__ASSIGNMENT__:
Every entry here should be copied exactly.

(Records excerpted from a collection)
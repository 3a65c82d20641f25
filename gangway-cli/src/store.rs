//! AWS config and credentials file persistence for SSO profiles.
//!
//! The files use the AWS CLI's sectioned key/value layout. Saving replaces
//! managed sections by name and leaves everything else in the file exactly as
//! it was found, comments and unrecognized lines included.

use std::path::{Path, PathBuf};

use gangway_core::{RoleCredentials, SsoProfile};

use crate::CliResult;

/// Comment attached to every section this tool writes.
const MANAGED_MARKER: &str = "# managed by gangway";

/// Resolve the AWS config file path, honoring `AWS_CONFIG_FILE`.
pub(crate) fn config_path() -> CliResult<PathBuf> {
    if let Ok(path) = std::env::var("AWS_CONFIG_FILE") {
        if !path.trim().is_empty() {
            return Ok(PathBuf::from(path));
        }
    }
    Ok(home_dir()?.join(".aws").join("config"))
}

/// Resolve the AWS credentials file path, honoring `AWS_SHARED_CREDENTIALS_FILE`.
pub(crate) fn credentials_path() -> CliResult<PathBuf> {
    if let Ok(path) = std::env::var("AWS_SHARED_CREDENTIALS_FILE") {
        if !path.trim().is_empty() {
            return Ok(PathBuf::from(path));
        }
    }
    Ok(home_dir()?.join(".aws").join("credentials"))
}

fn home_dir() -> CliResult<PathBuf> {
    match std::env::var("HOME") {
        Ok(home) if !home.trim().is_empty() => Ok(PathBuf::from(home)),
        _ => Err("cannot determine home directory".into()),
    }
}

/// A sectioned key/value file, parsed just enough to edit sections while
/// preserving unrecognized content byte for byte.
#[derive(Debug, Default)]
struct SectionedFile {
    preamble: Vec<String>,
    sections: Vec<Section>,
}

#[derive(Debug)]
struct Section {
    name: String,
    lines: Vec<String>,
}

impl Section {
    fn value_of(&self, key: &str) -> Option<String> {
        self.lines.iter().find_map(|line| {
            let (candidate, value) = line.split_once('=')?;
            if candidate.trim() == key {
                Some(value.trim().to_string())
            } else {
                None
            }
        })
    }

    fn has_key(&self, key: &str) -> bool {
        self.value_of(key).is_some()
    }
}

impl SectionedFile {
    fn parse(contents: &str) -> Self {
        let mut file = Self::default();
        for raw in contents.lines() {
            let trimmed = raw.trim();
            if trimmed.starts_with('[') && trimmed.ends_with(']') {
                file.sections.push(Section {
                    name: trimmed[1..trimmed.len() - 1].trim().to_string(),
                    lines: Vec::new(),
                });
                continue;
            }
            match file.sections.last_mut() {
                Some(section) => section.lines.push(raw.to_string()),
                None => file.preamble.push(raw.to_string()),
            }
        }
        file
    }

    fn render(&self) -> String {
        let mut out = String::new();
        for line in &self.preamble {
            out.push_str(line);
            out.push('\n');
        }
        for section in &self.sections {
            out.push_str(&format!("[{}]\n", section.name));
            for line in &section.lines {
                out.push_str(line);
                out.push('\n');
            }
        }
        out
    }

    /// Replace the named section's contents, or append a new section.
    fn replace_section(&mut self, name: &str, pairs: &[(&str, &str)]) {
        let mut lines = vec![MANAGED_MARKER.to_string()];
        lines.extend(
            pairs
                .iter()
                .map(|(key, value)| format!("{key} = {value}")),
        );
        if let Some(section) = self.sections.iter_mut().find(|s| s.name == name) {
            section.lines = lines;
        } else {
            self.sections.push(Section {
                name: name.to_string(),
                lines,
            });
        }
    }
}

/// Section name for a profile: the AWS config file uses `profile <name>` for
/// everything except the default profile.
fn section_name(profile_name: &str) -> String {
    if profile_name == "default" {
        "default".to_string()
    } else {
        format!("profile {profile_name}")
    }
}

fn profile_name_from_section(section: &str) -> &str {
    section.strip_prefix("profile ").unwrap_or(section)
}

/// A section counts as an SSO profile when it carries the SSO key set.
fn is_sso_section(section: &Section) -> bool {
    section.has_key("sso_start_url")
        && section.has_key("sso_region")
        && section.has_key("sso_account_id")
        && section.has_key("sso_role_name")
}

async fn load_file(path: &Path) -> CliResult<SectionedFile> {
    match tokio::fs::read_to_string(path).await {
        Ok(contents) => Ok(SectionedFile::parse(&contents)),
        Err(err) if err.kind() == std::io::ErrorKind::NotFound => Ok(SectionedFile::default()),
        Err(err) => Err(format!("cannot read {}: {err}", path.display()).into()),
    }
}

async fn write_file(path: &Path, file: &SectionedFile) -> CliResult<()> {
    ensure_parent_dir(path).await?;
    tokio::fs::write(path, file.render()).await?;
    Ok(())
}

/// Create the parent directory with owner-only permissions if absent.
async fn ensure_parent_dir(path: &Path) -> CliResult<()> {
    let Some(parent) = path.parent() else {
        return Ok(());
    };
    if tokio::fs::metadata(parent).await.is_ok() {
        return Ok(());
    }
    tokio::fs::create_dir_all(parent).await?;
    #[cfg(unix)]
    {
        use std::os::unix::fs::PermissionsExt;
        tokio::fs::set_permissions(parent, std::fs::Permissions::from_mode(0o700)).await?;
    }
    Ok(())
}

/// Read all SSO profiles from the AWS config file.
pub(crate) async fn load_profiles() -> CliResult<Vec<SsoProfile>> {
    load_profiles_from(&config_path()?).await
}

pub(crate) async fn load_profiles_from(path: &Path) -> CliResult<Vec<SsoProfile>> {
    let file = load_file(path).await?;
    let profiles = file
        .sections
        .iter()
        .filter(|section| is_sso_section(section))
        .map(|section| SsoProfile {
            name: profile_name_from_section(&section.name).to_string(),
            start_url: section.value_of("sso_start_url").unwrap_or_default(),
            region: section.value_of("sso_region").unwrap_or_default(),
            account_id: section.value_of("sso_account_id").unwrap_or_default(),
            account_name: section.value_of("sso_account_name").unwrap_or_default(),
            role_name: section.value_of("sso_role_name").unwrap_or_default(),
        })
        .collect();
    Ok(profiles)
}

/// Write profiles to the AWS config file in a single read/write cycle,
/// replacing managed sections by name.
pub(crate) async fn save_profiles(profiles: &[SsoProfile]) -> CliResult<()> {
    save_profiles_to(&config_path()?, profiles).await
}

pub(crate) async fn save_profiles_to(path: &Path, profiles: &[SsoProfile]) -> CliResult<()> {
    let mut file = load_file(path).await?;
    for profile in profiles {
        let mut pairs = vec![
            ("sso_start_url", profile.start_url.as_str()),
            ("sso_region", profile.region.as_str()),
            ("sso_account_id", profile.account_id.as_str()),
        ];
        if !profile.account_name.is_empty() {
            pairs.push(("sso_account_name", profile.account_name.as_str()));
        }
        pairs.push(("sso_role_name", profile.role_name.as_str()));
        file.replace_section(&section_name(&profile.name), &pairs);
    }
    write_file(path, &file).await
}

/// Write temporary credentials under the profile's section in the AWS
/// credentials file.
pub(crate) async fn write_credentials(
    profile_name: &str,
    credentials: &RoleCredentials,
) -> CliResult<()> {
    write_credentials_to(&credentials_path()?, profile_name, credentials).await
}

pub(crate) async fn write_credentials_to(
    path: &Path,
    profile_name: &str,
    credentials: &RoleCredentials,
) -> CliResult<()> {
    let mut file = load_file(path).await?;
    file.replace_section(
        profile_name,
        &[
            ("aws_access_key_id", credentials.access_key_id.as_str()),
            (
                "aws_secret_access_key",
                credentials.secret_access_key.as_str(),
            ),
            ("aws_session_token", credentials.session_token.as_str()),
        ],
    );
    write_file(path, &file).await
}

__RESPONSE FOR THIS EXERCISE__:
repository 3a65c82d20641f25
filename gangway-cli/src/store.rs
//! AWS config and credentials file persistence for SSO profiles.
//!
//! The files use the AWS CLI's sectioned key/value layout. Saving replaces
//! managed sections by name and leaves everything else in the file exactly as
//! it was found, comments and unrecognized lines included.

use std::path::{Path, PathBuf};

use gangway_core::{RoleCredentials, SsoProfile};

use crate::CliResult;

/// Comment attached to every section this tool writes.
const MANAGED_MARKER: &str = "# managed by gangway";

/// Resolve the AWS config file path, honoring `AWS_CONFIG_FILE`.
pub(crate) fn config_path() -> CliResult<PathBuf> {
    if let Ok(path) = std::env::var("AWS_CONFIG_FILE") {
        if !path.trim().is_empty() {
            return Ok(PathBuf::from(path));
        }
    }
    Ok(home_dir()?.join(".aws").join("config"))
}

/// Resolve the AWS credentials file path, honoring `AWS_SHARED_CREDENTIALS_FILE`.
pub(crate) fn credentials_path() -> CliResult<PathBuf> {
    if let Ok(path) = std::env::var("AWS_SHARED_CREDENTIALS_FILE") {
        if !path.trim().is_empty() {
            return Ok(PathBuf::from(path));
        }
    }
    Ok(home_dir()?.join(".aws").join("credentials"))
}

fn home_dir() -> CliResult<PathBuf> {
    match std::env::var("HOME") {
        Ok(home) if !home.trim().is_empty() => Ok(PathBuf::from(home)),
        _ => Err("cannot determine home directory".into()),
    }
}

/// A sectioned key/value file, parsed just enough to edit sections while
/// preserving unrecognized content byte for byte.
#[derive(Debug, Default)]
struct SectionedFile {
    preamble: Vec<String>,
    sections: Vec<Section>,
}

#[derive(Debug)]
struct Section {
    name: String,
    lines: Vec<String>,
}

impl Section {
    fn value_of(&self, key: &str) -> Option<String> {
        self.lines.iter().find_map(|line| {
            let (candidate, value) = line.split_once('=')?;
            if candidate.trim() == key {
                Some(value.trim().to_string())
            } else {
                None
            }
        })
    }

    fn has_key(&self, key: &str) -> bool {
        self.value_of(key).is_some()
    }
}

impl SectionedFile {
    fn parse(contents: &str) -> Self {
        let mut file = Self::default();
        for raw in contents.lines() {
            let trimmed = raw.trim();
            if trimmed.starts_with('[') && trimmed.ends_with(']') {
                file.sections.push(Section {
                    name: trimmed[1..trimmed.len() - 1].trim().to_string(),
                    lines: Vec::new(),
                });
                continue;
            }
            match file.sections.last_mut() {
                Some(section) => section.lines.push(raw.to_string()),
                None => file.preamble.push(raw.to_string()),
            }
        }
        file
    }

    fn render(&self) -> String {
        let mut out = String::new();
        for line in &self.preamble {
            out.push_str(line);
            out.push('\n');
        }
        for section in &self.sections {
            out.push_str(&format!("[{}]\n", section.name));
            for line in &section.lines {
                out.push_str(line);
                out.push('\n');
            }
        }
        out
    }

    /// Replace the named section's contents, or append a new section.
    fn replace_section(&mut self, name: &str, pairs: &[(&str, &str)]) {
        let mut lines = vec![MANAGED_MARKER.to_string()];
        lines.extend(
            pairs
                .iter()
                .map(|(key, value)| format!("{key} = {value}")),
        );
        if let Some(section) = self.sections.iter_mut().find(|s| s.name == name) {
            section.lines = lines;
        } else {
            self.sections.push(Section {
                name: name.to_string(),
                lines,
            });
        }
    }
}

/// Section name for a profile: the AWS config file uses `profile <name>` for
/// everything except the default profile.
fn section_name(profile_name: &str) -> String {
    if profile_name == "default" {
        "default".to_string()
    } else {
        format!("profile {profile_name}")
    }
}

fn profile_name_from_section(section: &str) -> &str {
    section.strip_prefix("profile ").unwrap_or(section)
}

/// A section counts as an SSO profile when it carries the SSO key set.
fn is_sso_section(section: &Section) -> bool {
    section.has_key("sso_start_url")
        && section.has_key("sso_region")
        && section.has_key("sso_account_id")
        && section.has_key("sso_role_name")
}

async fn load_file(path: &Path) -> CliResult<SectionedFile> {
    match tokio::fs::read_to_string(path).await {
        Ok(contents) => Ok(SectionedFile::parse(&contents)),
        Err(err) if err.kind() == std::io::ErrorKind::NotFound => Ok(SectionedFile::default()),
        Err(err) => Err(format!("cannot read {}: {err}", path.display()).into()),
    }
}

async fn write_file(path: &Path, file: &SectionedFile) -> CliResult<()> {
    ensure_parent_dir(path).await?;
    tokio::fs::write(path, file.render()).await?;
    Ok(())
}

/// Create the parent directory with owner-only permissions if absent.
async fn ensure_parent_dir(path: &Path) -> CliResult<()> {
    let Some(parent) = path.parent() else {
        return Ok(());
    };
    if tokio::fs::metadata(parent).await.is_ok() {
        return Ok(());
    }
    tokio::fs::create_dir_all(parent).await?;
    #[cfg(unix)]
    {
        use std::os::unix::fs::PermissionsExt;
        tokio::fs::set_permissions(parent, std::fs::Permissions::from_mode(0o700)).await?;
    }
    Ok(())
}

/// Read all SSO profiles from the AWS config file.
pub(crate) async fn load_profiles() -> CliResult<Vec<SsoProfile>> {
    load_profiles_from(&config_path()?).await
}

pub(crate) async fn load_profiles_from(path: &Path) -> CliResult<Vec<SsoProfile>> {
    let file = load_file(path).await?;
    let profiles = file
        .sections
        .iter()
        .filter(|section| is_sso_section(section))
        .map(|section| SsoProfile {
            name: profile_name_from_section(&section.name).to_string(),
            start_url: section.value_of("sso_start_url").unwrap_or_default(),
            region: section.value_of("sso_region").unwrap_or_default(),
            account_id: section.value_of("sso_account_id").unwrap_or_default(),
            account_name: section.value_of("sso_account_name").unwrap_or_default(),
            role_name: section.value_of("sso_role_name").unwrap_or_default(),
        })
        .collect();
    Ok(profiles)
}

/// Write profiles to the AWS config file in a single read/write cycle,
/// replacing managed sections by name.
pub(crate) async fn save_profiles(profiles: &[SsoProfile]) -> CliResult<()> {
    save_profiles_to(&config_path()?, profiles).await
}

pub(crate) async fn save_profiles_to(path: &Path, profiles: &[SsoProfile]) -> CliResult<()> {
    let mut file = load_file(path).await?;
    for profile in profiles {
        let mut pairs = vec![
            ("sso_start_url", profile.start_url.as_str()),
            ("sso_region", profile.region.as_str()),
            ("sso_account_id", profile.account_id.as_str()),
        ];
        if !profile.account_name.is_empty() {
            pairs.push(("sso_account_name", profile.account_name.as_str()));
        }
        pairs.push(("sso_role_name", profile.role_name.as_str()));
        file.replace_section(&section_name(&profile.name), &pairs);
    }
    write_file(path, &file).await
}

/// Write temporary credentials under the profile's section in the AWS
/// credentials file.
pub(crate) async fn write_credentials(
    profile_name: &str,
    credentials: &RoleCredentials,
) -> CliResult<()> {
    write_credentials_to(&credentials_path()?, profile_name, credentials).await
}

pub(crate) async fn write_credentials_to(
    path: &Path,
    profile_name: &str,
    credentials: &RoleCredentials,
) -> CliResult<()> {
    let mut file = load_file(path).await?;
    file.replace_section(
        profile_name,
        &[
            ("aws_access_key_id", credentials.access_key_id.as_str()),
            (
                "aws_secret_access_key",
                credentials.secret_access_key.as_str(),
            ),
            ("aws_session_token", credentials.session_token.as_str()),
        ],
    );
    write_file(path, &file).await
}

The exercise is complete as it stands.